— Data for review —
★ ★ ★ ★ ★ ★ ★

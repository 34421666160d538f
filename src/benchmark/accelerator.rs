//! Accelerator probe: GPU GEMM throughput
//!
//! Prefers a compute runtime that can run a square matrix multiply on the
//! device. Without one, falls back to enumerating devices with `nvidia-smi`
//! and storing its raw output. Throughput is only ever reported from a real
//! timed multiply.

use serde::{Deserialize, Serialize};
use std::process::Command;
use std::time::{Duration, Instant};

use crate::deps::{run_command_capture_with_timeout, Capability};
use crate::error::ProbeError;

pub const ENUMERATION_TOOL: &str = "nvidia-smi";
const ENUMERATION_ARGS: [&str; 2] = ["--query-gpu=name,memory.total", "--format=csv,noheader"];
const MIN_ELAPSED_SECS: f64 = 1e-9;

/// A device-side linear algebra backend
pub trait ComputeRuntime {
    /// Name of the device the multiply runs on
    fn device_name(&self) -> Result<String, ProbeError>;

    /// Enqueue one `n`×`n` by `n`×`n` single-precision multiply
    fn matmul(&mut self, n: usize) -> Result<(), ProbeError>;

    /// Block until all enqueued work has finished
    fn synchronize(&mut self) -> Result<(), ProbeError>;
}

#[cfg(feature = "cuda")]
mod cuda;

/// Look for a GPU compute runtime: cuBLAS on the first CUDA device
#[cfg(feature = "cuda")]
pub fn detect_runtime() -> Capability<Box<dyn ComputeRuntime>> {
    match cuda::CublasRuntime::new(0) {
        Ok(runtime) => Capability::Available(Box::new(runtime)),
        Err(err) => Capability::Unavailable(err.to_string()),
    }
}

/// Look for a GPU compute runtime
///
/// Built without the `cuda` feature, so the probe always takes the
/// enumeration fallback.
#[cfg(not(feature = "cuda"))]
pub fn detect_runtime() -> Capability<Box<dyn ComputeRuntime>> {
    Capability::Unavailable("built without the cuda feature".to_string())
}

/// GPU measurement or the reason there is none
#[derive(Debug, Clone, Default, PartialEq, Serialize, Deserialize)]
pub struct AcceleratorResult {
    pub available: bool,
    #[serde(default, skip_serializing_if = "Option::is_none")]
    pub device: Option<String>,
    #[serde(default, skip_serializing_if = "Option::is_none")]
    pub gemm_gflops: Option<f64>,
    #[serde(default, skip_serializing_if = "Option::is_none")]
    pub gemm_time_s: Option<f64>,
    #[serde(default, skip_serializing_if = "Option::is_none")]
    pub gemm_size: Option<usize>,
    /// Raw `nvidia-smi` listing when no runtime could benchmark the device
    #[serde(default, skip_serializing_if = "Option::is_none")]
    pub nvidia_smi: Option<String>,
    #[serde(default, skip_serializing_if = "Option::is_none")]
    pub error: Option<String>,
}

/// FLOP/s for one `n`×`n` multiply in `secs`, in GFLOP/s
pub fn gemm_gflops(n: usize, secs: f64) -> f64 {
    let n = n as f64;
    2.0 * n * n * n / secs.max(MIN_ELAPSED_SECS) / 1e9
}

/// Measure accelerator throughput; never fails outward
pub fn measure_accelerator(
    runtime: Capability<Box<dyn ComputeRuntime>>,
    tool: Capability<&str>,
    gemm_size: usize,
    tool_timeout: Duration,
) -> AcceleratorResult {
    let mut result = AcceleratorResult::default();

    match runtime {
        Capability::Available(mut runtime) => {
            if let Err(err) = benchmark_device(runtime.as_mut(), gemm_size, &mut result) {
                tracing::warn!(%err, "GPU benchmark failed");
                result.error = Some(err.to_string());
            }
        }
        Capability::Unavailable(reason) => {
            tracing::debug!(%reason, "GPU compute runtime unavailable");
            if let Capability::Available(tool) = tool {
                match enumerate_devices(tool, tool_timeout) {
                    Ok(listing) => result.nvidia_smi = Some(listing),
                    Err(err) => result.error = Some(err.to_string()),
                }
            }
        }
    }

    result
}

fn benchmark_device(
    runtime: &mut dyn ComputeRuntime,
    n: usize,
    result: &mut AcceleratorResult,
) -> Result<(), ProbeError> {
    result.device = Some(runtime.device_name()?);
    result.available = true;

    // warm-up triggers lazy context and kernel initialization
    runtime.matmul(n)?;
    runtime.synchronize()?;

    let start = Instant::now();
    runtime.matmul(n)?;
    runtime.synchronize()?;
    let secs = start.elapsed().as_secs_f64().max(MIN_ELAPSED_SECS);

    result.gemm_gflops = Some(gemm_gflops(n, secs));
    result.gemm_time_s = Some(secs);
    result.gemm_size = Some(n);
    Ok(())
}

fn enumerate_devices(tool: &str, timeout: Duration) -> Result<String, ProbeError> {
    let output = run_command_capture_with_timeout(
        Command::new(tool).args(ENUMERATION_ARGS),
        timeout,
        tool,
    )
    .map_err(|err| ProbeError::Tool {
        tool: tool.to_string(),
        message: format!("{err:#}"),
    })?;

    if !output.status.success() {
        return Err(ProbeError::Tool {
            tool: tool.to_string(),
            message: format!("exited with {}", output.status),
        });
    }

    Ok(String::from_utf8_lossy(&output.stdout).trim().to_string())
}

#[cfg(test)]
mod tests {
    use super::*;
    use std::sync::atomic::{AtomicUsize, Ordering};
    use std::sync::Arc;

    #[derive(Default)]
    struct Calls {
        matmul: AtomicUsize,
        sync: AtomicUsize,
    }

    struct SleepyRuntime {
        calls: Arc<Calls>,
        fail_matmul: bool,
    }

    impl ComputeRuntime for SleepyRuntime {
        fn device_name(&self) -> Result<String, ProbeError> {
            Ok("Test Accelerator".to_string())
        }

        fn matmul(&mut self, _n: usize) -> Result<(), ProbeError> {
            self.calls.matmul.fetch_add(1, Ordering::SeqCst);
            if self.fail_matmul {
                return Err(ProbeError::Runtime("out of device memory".to_string()));
            }
            Ok(())
        }

        fn synchronize(&mut self) -> Result<(), ProbeError> {
            self.calls.sync.fetch_add(1, Ordering::SeqCst);
            std::thread::sleep(Duration::from_millis(5));
            Ok(())
        }
    }

    fn no_runtime() -> Capability<Box<dyn ComputeRuntime>> {
        Capability::Unavailable("no runtime".to_string())
    }

    fn runtime(fail_matmul: bool) -> (Capability<Box<dyn ComputeRuntime>>, Arc<Calls>) {
        let calls = Arc::new(Calls::default());
        let runtime = SleepyRuntime {
            calls: Arc::clone(&calls),
            fail_matmul,
        };
        (Capability::Available(Box::new(runtime)), calls)
    }

    #[test]
    fn warm_up_then_one_timed_multiply() {
        let (runtime, calls) = runtime(false);
        let result = measure_accelerator(
            runtime,
            Capability::Unavailable("unused".to_string()),
            256,
            Duration::from_secs(1),
        );

        assert!(result.available);
        assert_eq!(result.device.as_deref(), Some("Test Accelerator"));
        assert_eq!(calls.matmul.load(Ordering::SeqCst), 2);
        assert_eq!(calls.sync.load(Ordering::SeqCst), 2);

        let secs = result.gemm_time_s.unwrap();
        assert!(secs >= 0.005);
        let expected = 2.0 * 256f64.powi(3) / secs / 1e9;
        assert!((result.gemm_gflops.unwrap() - expected).abs() < 1e-9);
        assert_eq!(result.gemm_size, Some(256));
        assert!(result.error.is_none());
    }

    #[test]
    fn runtime_failure_is_captured_without_throughput() {
        let (runtime, _) = runtime(true);
        let result = measure_accelerator(
            runtime,
            Capability::Unavailable("unused".to_string()),
            1024,
            Duration::from_secs(1),
        );

        assert!(result.error.unwrap().contains("out of device memory"));
        assert!(result.gemm_gflops.is_none());
        assert!(result.gemm_time_s.is_none());
    }

    #[test]
    fn nothing_available_reports_unavailable() {
        let result = measure_accelerator(
            no_runtime(),
            Capability::Unavailable("nvidia-smi not found on PATH".to_string()),
            1024,
            Duration::from_secs(1),
        );

        assert!(!result.available);
        let json = serde_json::to_value(&result).unwrap();
        assert_eq!(json, serde_json::json!({ "available": false }));
    }

    #[cfg(unix)]
    #[test]
    fn enumeration_output_is_stored_raw() {
        // echo stands in for the enumeration tool and prints its arguments back
        let result = measure_accelerator(
            no_runtime(),
            Capability::Available("echo"),
            1024,
            Duration::from_secs(5),
        );

        assert!(!result.available);
        assert_eq!(
            result.nvidia_smi.as_deref(),
            Some("--query-gpu=name,memory.total --format=csv,noheader")
        );
        assert!(result.device.is_none());
    }

    #[test]
    fn enumeration_failure_is_captured() {
        let result = measure_accelerator(
            no_runtime(),
            Capability::Available("hostbench-missing-enumeration-tool"),
            1024,
            Duration::from_secs(1),
        );

        assert!(!result.available);
        assert!(result.nvidia_smi.is_none());
        assert!(result.error.is_some());
    }

    #[test]
    fn gflops_uses_two_n_cubed() {
        assert!((gemm_gflops(1000, 1.0) - 2.0).abs() < 1e-12);
        assert!(gemm_gflops(1024, 0.0).is_finite());
    }

    #[cfg(not(feature = "cuda"))]
    #[test]
    fn default_build_has_no_runtime() {
        let runtime = detect_runtime();
        assert_eq!(runtime.reason(), Some("built without the cuda feature"));
    }
}
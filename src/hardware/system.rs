//! Static host facts gathered once per run

use serde::{Deserialize, Serialize};
use sysinfo::System;

/// Host facts recorded alongside the measurements
#[derive(Debug, Clone, PartialEq, Serialize, Deserialize)]
pub struct HostInfo {
    /// OS, kernel and architecture, e.g. "Linux-6.8.0-x86_64"
    pub platform: String,
    /// Version of this harness
    pub harness_version: String,
    /// Logical CPUs visible to the process
    pub cpu_logical_count: usize,
    /// Physical cores (if detectable)
    #[serde(default, skip_serializing_if = "Option::is_none")]
    pub cpu_physical_cores: Option<usize>,
    /// CPU brand string (if detectable)
    #[serde(default, skip_serializing_if = "Option::is_none")]
    pub cpu_brand: Option<String>,
    #[serde(default, skip_serializing_if = "Option::is_none")]
    pub memory_total_bytes: Option<u64>,
    #[serde(default, skip_serializing_if = "Option::is_none")]
    pub memory_available_bytes: Option<u64>,
}

impl HostInfo {
    /// Detect host information
    pub fn detect() -> Self {
        let mut sys = System::new();
        sys.refresh_memory();
        sys.refresh_cpu_all();

        let cpus = sys.cpus();
        let cpu_logical_count = if cpus.is_empty() {
            std::thread::available_parallelism()
                .map(|n| n.get())
                .unwrap_or(1)
        } else {
            cpus.len()
        };
        let cpu_brand = cpus
            .first()
            .map(|cpu| cpu.brand().trim().to_string())
            .filter(|brand| !brand.is_empty());

        // sysinfo reports 0 when it cannot read memory counters
        let memory_total_bytes = Some(sys.total_memory()).filter(|bytes| *bytes > 0);
        let memory_available_bytes = memory_total_bytes.map(|_| sys.available_memory());

        Self {
            platform: platform_string(),
            harness_version: env!("CARGO_PKG_VERSION").to_string(),
            cpu_logical_count,
            cpu_physical_cores: sys.physical_core_count(),
            cpu_brand,
            memory_total_bytes,
            memory_available_bytes,
        }
    }
}

fn platform_string() -> String {
    let os = System::name().unwrap_or_else(|| std::env::consts::OS.to_string());
    let mut parts = vec![os];
    if let Some(kernel) = System::kernel_version() {
        parts.push(kernel);
    }
    parts.push(std::env::consts::ARCH.to_string());
    if let Some(version) = System::os_version() {
        parts.push(format!("with-{version}"));
    }
    parts.join("-")
}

★ ★ ★ ★ ★ ★ ★

In the material above, find every line that has the string "push" and pull those lines out.

— Output for this exercise —
        parts.push(kernel);
    parts.push(std::env::consts::ARCH.to_string());
        parts.push(format!("with-{version}"));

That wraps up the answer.